鹿児島のライブハウスのロビーでは、天井から吊るされたモニターで最近のバンドのPVがずっと流れている。
ぼくはぼーっとそれに耳を傾けていた。
しかしほとんどの歌がぼくの心にぐさっとはひっかかってこない。
どの歌もキャッチーなサビを持っていて、そのポップなメロディは満面の笑みでこちらに歩いてくるのだけど。相手がフレンドリーであればあるほど顔を背けたくなるという、中学生の頃はっきり持っていた感覚が蘇る。
若者がこぞってぼくの「未来」を保証しようとしてくれ、「過去」を輝かそうとしてくれる。そしてぼくはどんどんうんざりしてくるのだ。
ボ・ガンボスのどんとはこんな世界に未練はないから時限爆弾に火をつけろと歌った。そして世界を変える旅に出ようと。

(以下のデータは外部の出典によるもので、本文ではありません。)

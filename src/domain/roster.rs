//! Per-block accumulator of athlete names.
//!
//! Coaches add athletes one at a time before submitting a block. The list
//! lives only as long as the form session; it is emptied on an explicit
//! clear or after the block is successfully submitted.

use serde::Serialize;
use utoipa::ToSchema;

/// Separator used when the roster is flattened into a single cell.
pub const NAME_SEPARATOR: &str = ", ";

/// Warning reported when a blank name is offered.
pub const BLANK_NAME_WARNING: &str = "Please enter a valid athlete name.";

/// Result of offering a name to an [`AthleteRoster`].
///
/// A blank name is not an error: it is reported back to the user while the
/// roster stays unchanged.
#[derive(Debug, Clone, PartialEq, Eq, Serialize, ToSchema)]
#[serde(tag = "status", rename_all = "snake_case")]
pub enum RosterOutcome {
    /// The trimmed name was appended.
    Added {
        /// Name as stored, after trimming.
        name: String,
        /// 1-based position in the roster.
        position: usize,
    },
    /// The name was empty or whitespace only; nothing changed.
    Rejected {
        /// User-facing warning.
        warning: String,
    },
}

/// Ordered list of athlete names for one block of one session.
#[derive(Debug, Clone, Default, PartialEq, Eq, Serialize)]
#[serde(transparent)]
pub struct AthleteRoster {
    names: Vec<String>,
}

impl AthleteRoster {
    /// Creates an empty roster.
    #[must_use]
    pub const fn new() -> Self {
        Self { names: Vec::new() }
    }

    /// Appends `name` after trimming it. Blank input is rejected without
    /// touching the roster.
    pub fn add(&mut self, name: &str) -> RosterOutcome {
        let trimmed = name.trim();
        if trimmed.is_empty() {
            return RosterOutcome::Rejected {
                warning: BLANK_NAME_WARNING.to_string(),
            };
        }
        self.names.push(trimmed.to_string());
        RosterOutcome::Added {
            name: trimmed.to_string(),
            position: self.names.len(),
        }
    }

    /// Removes every name.
    pub fn clear(&mut self) {
        self.names.clear();
    }

    /// Names in insertion order.
    #[must_use]
    pub fn list(&self) -> &[String] {
        &self.names
    }

    /// Names joined into the single-cell form written to the sheet.
    #[must_use]
    pub fn joined(&self) -> String {
        self.names.join(NAME_SEPARATOR)
    }

    /// Number of names.
    #[must_use]
    pub fn len(&self) -> usize {
        self.names.len()
    }

    /// Returns `true` if no names were added since the last clear.
    #[must_use]
    pub fn is_empty(&self) -> bool {
        self.names.is_empty()
    }
}
//! Event block handlers: field updates, athlete roster, and submission.

use axum::extract::rejection::{JsonRejection, PathRejection};
use axum::extract::{Path, State};
use axum::response::IntoResponse;
use axum::routing::{patch, post};
use axum::{Json, Router};

use crate::api::dto::{
    AddAthleteRequest, AthleteListResponse, RosterClearedResponse, SessionResponse,
    SubmitResponse,
};
use crate::app_state::AppState;
use crate::domain::{BlockFormPatch, EventBlock, SessionId};
use crate::error::{ErrorResponse, SurveyError};

/// Confirmation returned after a successful submit.
pub const SUBMIT_CONFIRMATION: &str = "Record saved successfully.";

/// Confirmation returned after clearing a roster.
pub const CLEAR_CONFIRMATION: &str = "Athlete list cleared.";

/// Resolves the `{id}/{block}` path pair.
fn block_path(
    path: Result<Path<(uuid::Uuid, String)>, PathRejection>,
) -> Result<(SessionId, EventBlock), SurveyError> {
    let Path((id, block)) = path?;
    Ok((SessionId::from_uuid(id), block.parse()?))
}

/// `PATCH /sessions/:id/blocks/:block` — Update a block's fields.
///
/// # Errors
///
/// Returns [`SurveyError::UnknownBlock`] for an unknown block slug,
/// [`SurveyError::EventNotInBlock`] if the event belongs to another block,
/// or [`SurveyError::SessionNotFound`] if the session is not open.
#[utoipa::path(
    patch,
    path = "/api/v1/sessions/{id}/blocks/{block}",
    tag = "Blocks",
    summary = "Update block fields",
    description = "Sets any of event, event date, venue, discipline, role and the four result counts. Omitted fields keep their value. The event must be one the block offers.",
    params(
        ("id" = uuid::Uuid, Path, description = "Session UUID"),
        ("block" = EventBlock, Path, description = "Block slug"),
    ),
    request_body = BlockFormPatch,
    responses(
        (status = 200, description = "Updated session state", body = SessionResponse),
        (status = 400, description = "Unknown block, foreign event or malformed body", body = ErrorResponse),
        (status = 404, description = "Session not found", body = ErrorResponse),
    )
)]
pub async fn update_block(
    State(state): State<AppState>,
    path: Result<Path<(uuid::Uuid, String)>, PathRejection>,
    body: Result<Json<BlockFormPatch>, JsonRejection>,
) -> Result<impl IntoResponse, SurveyError> {
    let (session_id, block) = block_path(path)?;
    let Json(patch) = body?;
    let session = state
        .survey_service
        .update_block(session_id, block, patch)
        .await?;
    Ok(Json(SessionResponse::from(&session)))
}

/// `POST /sessions/:id/blocks/:block/athletes` — Add an athlete.
///
/// # Errors
///
/// Returns [`SurveyError::UnknownBlock`] for an unknown block slug or
/// [`SurveyError::SessionNotFound`] if the session is not open. A blank
/// name is not an error.
#[utoipa::path(
    post,
    path = "/api/v1/sessions/{id}/blocks/{block}/athletes",
    tag = "Blocks",
    summary = "Add an athlete",
    description = "Trims the name and appends it to the block's athlete list. A blank name leaves the list unchanged and is reported with status `rejected` and a warning.",
    params(
        ("id" = uuid::Uuid, Path, description = "Session UUID"),
        ("block" = EventBlock, Path, description = "Block slug"),
    ),
    request_body = AddAthleteRequest,
    responses(
        (status = 200, description = "Outcome and current athlete list", body = AthleteListResponse),
        (status = 400, description = "Unknown block or malformed body", body = ErrorResponse),
        (status = 404, description = "Session not found", body = ErrorResponse),
    )
)]
pub async fn add_athlete(
    State(state): State<AppState>,
    path: Result<Path<(uuid::Uuid, String)>, PathRejection>,
    body: Result<Json<AddAthleteRequest>, JsonRejection>,
) -> Result<impl IntoResponse, SurveyError> {
    let (session_id, block) = block_path(path)?;
    let Json(req) = body?;
    let (outcome, athletes) = state
        .survey_service
        .add_athlete(session_id, block, &req.name)
        .await?;
    Ok(Json(AthleteListResponse {
        block,
        outcome,
        athletes,
    }))
}

/// `DELETE /sessions/:id/blocks/:block/athletes` — Clear the athlete list.
///
/// # Errors
///
/// Returns [`SurveyError::UnknownBlock`] for an unknown block slug or
/// [`SurveyError::SessionNotFound`] if the session is not open.
#[utoipa::path(
    delete,
    path = "/api/v1/sessions/{id}/blocks/{block}/athletes",
    tag = "Blocks",
    summary = "Clear the athlete list",
    params(
        ("id" = uuid::Uuid, Path, description = "Session UUID"),
        ("block" = EventBlock, Path, description = "Block slug"),
    ),
    responses(
        (status = 200, description = "Athlete list cleared", body = RosterClearedResponse),
        (status = 400, description = "Unknown block", body = ErrorResponse),
        (status = 404, description = "Session not found", body = ErrorResponse),
    )
)]
pub async fn clear_athletes(
    State(state): State<AppState>,
    path: Result<Path<(uuid::Uuid, String)>, PathRejection>,
) -> Result<impl IntoResponse, SurveyError> {
    let (session_id, block) = block_path(path)?;
    state
        .survey_service
        .clear_athletes(session_id, block)
        .await?;
    Ok(Json(RosterClearedResponse {
        block,
        message: CLEAR_CONFIRMATION.to_string(),
    }))
}

/// `POST /sessions/:id/blocks/:block/submit` — Save the block as a row.
///
/// # Errors
///
/// Returns [`SurveyError::UnknownBlock`] for an unknown block slug,
/// [`SurveyError::SessionNotFound`] if the session is not open, or
/// [`SurveyError::Store`] if the spreadsheet could not be written.
#[utoipa::path(
    post,
    path = "/api/v1/sessions/{id}/blocks/{block}/submit",
    tag = "Blocks",
    summary = "Submit a block",
    description = "Builds the 14-column result row from the coach details and the block's values, appends it to the spreadsheet and center-aligns the used range. On success the block's athlete list is cleared; on failure the session is left unchanged.",
    params(
        ("id" = uuid::Uuid, Path, description = "Session UUID"),
        ("block" = EventBlock, Path, description = "Block slug"),
    ),
    responses(
        (status = 200, description = "Row appended", body = SubmitResponse),
        (status = 400, description = "Unknown block", body = ErrorResponse),
        (status = 404, description = "Session not found", body = ErrorResponse),
        (status = 500, description = "Credentials missing or malformed", body = ErrorResponse),
        (status = 502, description = "Spreadsheet service failure", body = ErrorResponse),
    )
)]
pub async fn submit_block(
    State(state): State<AppState>,
    path: Result<Path<(uuid::Uuid, String)>, PathRejection>,
) -> Result<impl IntoResponse, SurveyError> {
    let (session_id, block) = block_path(path)?;
    let submission = state.survey_service.submit(session_id, block).await?;
    Ok(Json(SubmitResponse {
        block,
        message: SUBMIT_CONFIRMATION.to_string(),
        record: submission.record,
        receipt: submission.receipt,
    }))
}

/// Event block routes.
pub fn routes() -> Router<AppState> {
    Router::new()
        .route("/sessions/{id}/blocks/{block}", patch(update_block))
        .route(
            "/sessions/{id}/blocks/{block}/athletes",
            post(add_athlete).delete(clear_athletes),
        )
        .route("/sessions/{id}/blocks/{block}/submit", post(submit_block))
}
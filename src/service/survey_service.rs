//! Survey service: every user action on a form session goes through here.

use std::sync::Arc;

use chrono::Local;

use crate::domain::{
    BlockFormPatch, EventBlock, FormSession, PersonalInfoPatch, ResultRecord, RosterOutcome,
    SessionId, SessionRegistry, normalize,
};
use crate::error::SurveyError;
use crate::store::{AppendReceipt, StoreAdapter};

/// Outcome of a successful block submission.
#[derive(Debug, Clone)]
pub struct Submission {
    /// The record that was appended.
    pub record: ResultRecord,
    /// What the append left in the sheet.
    pub receipt: AppendReceipt,
}

/// Orchestration layer over the session registry and the store adapter.
///
/// Each action locks only the session it touches. A submit holds that lock
/// across the remote append, so actions within one session never interleave
/// with its own submission.
#[derive(Debug, Clone)]
pub struct SurveyService {
    registry: Arc<SessionRegistry>,
    store: StoreAdapter,
}

impl SurveyService {
    /// Creates a new `SurveyService`.
    #[must_use]
    pub fn new(registry: Arc<SessionRegistry>, store: StoreAdapter) -> Self {
        Self { registry, store }
    }

    /// Returns a reference to the inner [`SessionRegistry`].
    #[must_use]
    pub fn registry(&self) -> &Arc<SessionRegistry> {
        &self.registry
    }

    /// Opens a form session with default values dated today.
    pub async fn create_session(&self) -> SessionId {
        let session_id = self.registry.create(Local::now().date_naive()).await;
        tracing::info!(%session_id, "form session opened");
        session_id
    }

    /// Returns a copy of the session's current values.
    ///
    /// # Errors
    ///
    /// Returns [`SurveyError::SessionNotFound`] if the session is not open.
    pub async fn session(&self, session_id: SessionId) -> Result<FormSession, SurveyError> {
        let lock = self.registry.get(session_id).await?;
        let session = lock.read().await;
        Ok(session.clone())
    }

    /// Discards a session and everything entered into it.
    ///
    /// # Errors
    ///
    /// Returns [`SurveyError::SessionNotFound`] if the session is not open.
    pub async fn close_session(&self, session_id: SessionId) -> Result<(), SurveyError> {
        self.registry.remove(session_id).await?;
        tracing::info!(%session_id, "form session closed");
        Ok(())
    }

    /// Updates the coach details shared by all blocks.
    ///
    /// # Errors
    ///
    /// Returns [`SurveyError::SessionNotFound`] if the session is not open.
    pub async fn update_personal(
        &self,
        session_id: SessionId,
        patch: PersonalInfoPatch,
    ) -> Result<FormSession, SurveyError> {
        let lock = self.registry.get(session_id).await?;
        let mut session = lock.write().await;
        session.personal.apply(patch);
        session.touch();
        Ok(session.clone())
    }

    /// Updates the widget values of one block.
    ///
    /// # Errors
    ///
    /// Returns [`SurveyError::SessionNotFound`] if the session is not open,
    /// or [`SurveyError::EventNotInBlock`] if the patch selects an event
    /// from another block.
    pub async fn update_block(
        &self,
        session_id: SessionId,
        block: EventBlock,
        patch: BlockFormPatch,
    ) -> Result<FormSession, SurveyError> {
        let lock = self.registry.get(session_id).await?;
        let mut session = lock.write().await;
        session.block_mut(block).form.apply(block, patch)?;
        session.touch();
        Ok(session.clone())
    }

    /// Offers an athlete name to the block's roster.
    ///
    /// A blank name is reported through [`RosterOutcome::Rejected`], not as
    /// an error.
    ///
    /// # Errors
    ///
    /// Returns [`SurveyError::SessionNotFound`] if the session is not open.
    pub async fn add_athlete(
        &self,
        session_id: SessionId,
        block: EventBlock,
        name: &str,
    ) -> Result<(RosterOutcome, Vec<String>), SurveyError> {
        let lock = self.registry.get(session_id).await?;
        let mut session = lock.write().await;
        let outcome = session.block_mut(block).roster.add(name);

        match &outcome {
            RosterOutcome::Added { position, .. } => {
                session.touch();
                tracing::debug!(%session_id, %block, position, "athlete added");
            }
            RosterOutcome::Rejected { .. } => {
                tracing::debug!(%session_id, %block, "blank athlete name rejected");
            }
        }
        Ok((outcome, session.block(block).roster.list().to_vec()))
    }

    /// Empties the block's roster.
    ///
    /// # Errors
    ///
    /// Returns [`SurveyError::SessionNotFound`] if the session is not open.
    pub async fn clear_athletes(
        &self,
        session_id: SessionId,
        block: EventBlock,
    ) -> Result<(), SurveyError> {
        let lock = self.registry.get(session_id).await?;
        let mut session = lock.write().await;
        session.block_mut(block).roster.clear();
        session.touch();
        tracing::debug!(%session_id, %block, "athlete list cleared");
        Ok(())
    }

    /// Normalizes the block into a record stamped with the current local
    /// time and appends it to the spreadsheet. The block's roster is cleared
    /// only once the append succeeded.
    ///
    /// # Errors
    ///
    /// Returns [`SurveyError::SessionNotFound`] if the session is not open,
    /// or [`SurveyError::Store`] if any remote step fails. Session state is
    /// left untouched on failure.
    pub async fn submit(
        &self,
        session_id: SessionId,
        block: EventBlock,
    ) -> Result<Submission, SurveyError> {
        let lock = self.registry.get(session_id).await?;
        let mut session = lock.write().await;

        let state = session.block(block);
        let record = normalize(
            &session.personal,
            &state.form,
            state.roster.list(),
            Local::now().naive_local(),
        );

        let receipt = match self.store.append(&record).await {
            Ok(receipt) => receipt,
            Err(err) => {
                tracing::error!(%session_id, %block, error = %err, "submission failed");
                return Err(err.into());
            }
        };

        session.block_mut(block).roster.clear();
        session.touch();
        tracing::info!(
            %session_id,
            %block,
            event = %record.event,
            total_rows = receipt.total_rows,
            "block submitted"
        );
        Ok(Submission { record, receipt })
    }
}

やっぱりロックはある絶望の縁から誕生するとぼくは勝手に信じている。だから他のどんなカルチャーにも勝る破壊力を持つのだ。

アートスクールの音楽は、できればだれとも友だちになりたくはないんだという表情を持っている。
きみとぼくはたぶん分かり合えないんだけどという前提のもと爆音で鳴らされるエレキギターを聴いていると、すごく大事なことを思い出しそうになる。